//! # End-to-End Tests
//!
//! Full lifecycle through the public API: create authors and papers, query
//! the citation graph, then reopen the backing file and verify everything
//! survived the round trip.

use scholia_core::{
    ListOptions, NewAuthor, NewPaper, Repository, SortField, list_papers, paper_citations,
    topic_experts,
};

fn bschack() -> NewAuthor {
    NewAuthor {
        username: "bschack".to_string(),
        first_name: "Ben".to_string(),
        last_name: "Schack".to_string(),
        institution: "Lehigh".to_string(),
    }
}

#[test]
fn citation_lifecycle_survives_reload() {
    let dir = tempfile::tempdir().expect("tempdir");
    let path = dir.path().join("research-graph.ttl");

    let mut repo = Repository::open(&path).expect("open");
    repo.create_author(bschack()).expect("author");

    let basic = repo
        .create_paper(NewPaper {
            title: "Basic ML".to_string(),
            author_usernames: vec!["bschack".to_string()],
            topics: vec!["Machine Learning".to_string()],
            publication_date: Some("2022-03-21".to_string()),
            citations: vec![],
        })
        .expect("first paper");
    assert_eq!(basic.id, 1);

    let advanced = repo
        .create_paper(NewPaper {
            title: "Advanced ML".to_string(),
            author_usernames: vec!["bschack".to_string()],
            topics: vec!["Machine Learning".to_string()],
            publication_date: Some("2023-01-10".to_string()),
            citations: vec![1],
        })
        .expect("second paper");
    assert_eq!(advanced.id, 2);

    // Forward edge: the new paper's details carry the citation
    let details = repo.paper_details(2).expect("details");
    assert_eq!(details.citations, vec![1]);

    // Reverse edge: the cited paper sees its citer
    let citers = paper_citations(repo.store(), 1);
    assert_eq!(citers.len(), 1);
    assert_eq!(citers[0].id, 2);
    assert_eq!(citers[0].title.as_deref(), Some("Advanced ML"));

    // Everything must survive a cold reload from disk
    drop(repo);
    let reloaded = Repository::open(&path).expect("reopen");

    let details = reloaded.paper_details(2).expect("details after reload");
    assert_eq!(details.title.as_deref(), Some("Advanced ML"));
    assert_eq!(details.citations, vec![1]);
    assert_eq!(details.authors.len(), 1);
    assert_eq!(details.authors[0].username, "bschack");

    let citers = paper_citations(reloaded.store(), 1);
    assert_eq!(citers.len(), 1);
    assert_eq!(citers[0].id, 2);

    let experts = topic_experts(reloaded.store(), "Machine Learning");
    assert_eq!(experts.len(), 1);
    assert_eq!(experts[0].username, "bschack");

    let listing = list_papers(
        reloaded.store(),
        ListOptions {
            sort_by: SortField::Date,
            descending: true,
        },
    );
    let ids: Vec<_> = listing.iter().map(|p| p.id).collect();
    assert_eq!(ids, vec![2, 1]);

    // Ids keep counting from where the reloaded graph left off
    assert_eq!(reloaded.next_paper_id(), 3);
}

#[test]
fn failed_mutation_leaves_file_untouched() {
    let dir = tempfile::tempdir().expect("tempdir");
    let path = dir.path().join("research-graph.ttl");

    let mut repo = Repository::open(&path).expect("open");
    repo.create_author(bschack()).expect("author");
    let on_disk = std::fs::read_to_string(&path).expect("read");

    let err = repo.create_paper(NewPaper {
        title: "Orphan".to_string(),
        author_usernames: vec!["nobody".to_string()],
        topics: vec!["Machine Learning".to_string()],
        publication_date: None,
        citations: vec![],
    });
    assert!(err.is_err());

    assert_eq!(std::fs::read_to_string(&path).expect("reread"), on_disk);
}
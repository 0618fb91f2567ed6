//! Group project enumeration

use tracing::{debug, info};

use crate::gitlab::{GitLabClient, GitLabError, Project};

/// Page size used for group project listings
pub const PER_PAGE: u32 = 100;

/// List every project in a group, in the order the service returns them
///
/// The group reference is resolved to its numeric ID first. Pages are fetched
/// from 1 upwards until one comes back empty; total-count headers are ignored.
pub async fn list_projects(
    client: &GitLabClient,
    group: &str,
) -> Result<Vec<Project>, GitLabError> {
    let resolved = client.get_group(group).await?;
    let group_id = resolved.id;
    debug!(
        "Resolved group {} ({}) to ID {}",
        group,
        resolved.full_path.as_deref().unwrap_or(group),
        group_id
    );

    let mut projects = Vec::new();
    let mut page = 1u32;

    loop {
        let items = client.list_group_projects(group_id, page, PER_PAGE).await?;
        if items.is_empty() {
            break;
        }

        debug!("Fetched {} projects from page {} of group {}", items.len(), page, group);
        projects.extend(items);
        page += 1;
    }

    info!("Found {} projects in group {}.", projects.len(), group);
    Ok(projects)
}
———
*Requirement*.
Take from the listing above each line in which the string "reloaded" is found.

*Answer box*.
    let reloaded = Repository::open(&path).expect("reopen");
    let details = reloaded.paper_details(2).expect("details after reload");
    let citers = paper_citations(reloaded.store(), 1);
    let experts = topic_experts(reloaded.store(), "Machine Learning");
        reloaded.store(),
    // Ids keep counting from where the reloaded graph left off
    assert_eq!(reloaded.next_paper_id(), 3);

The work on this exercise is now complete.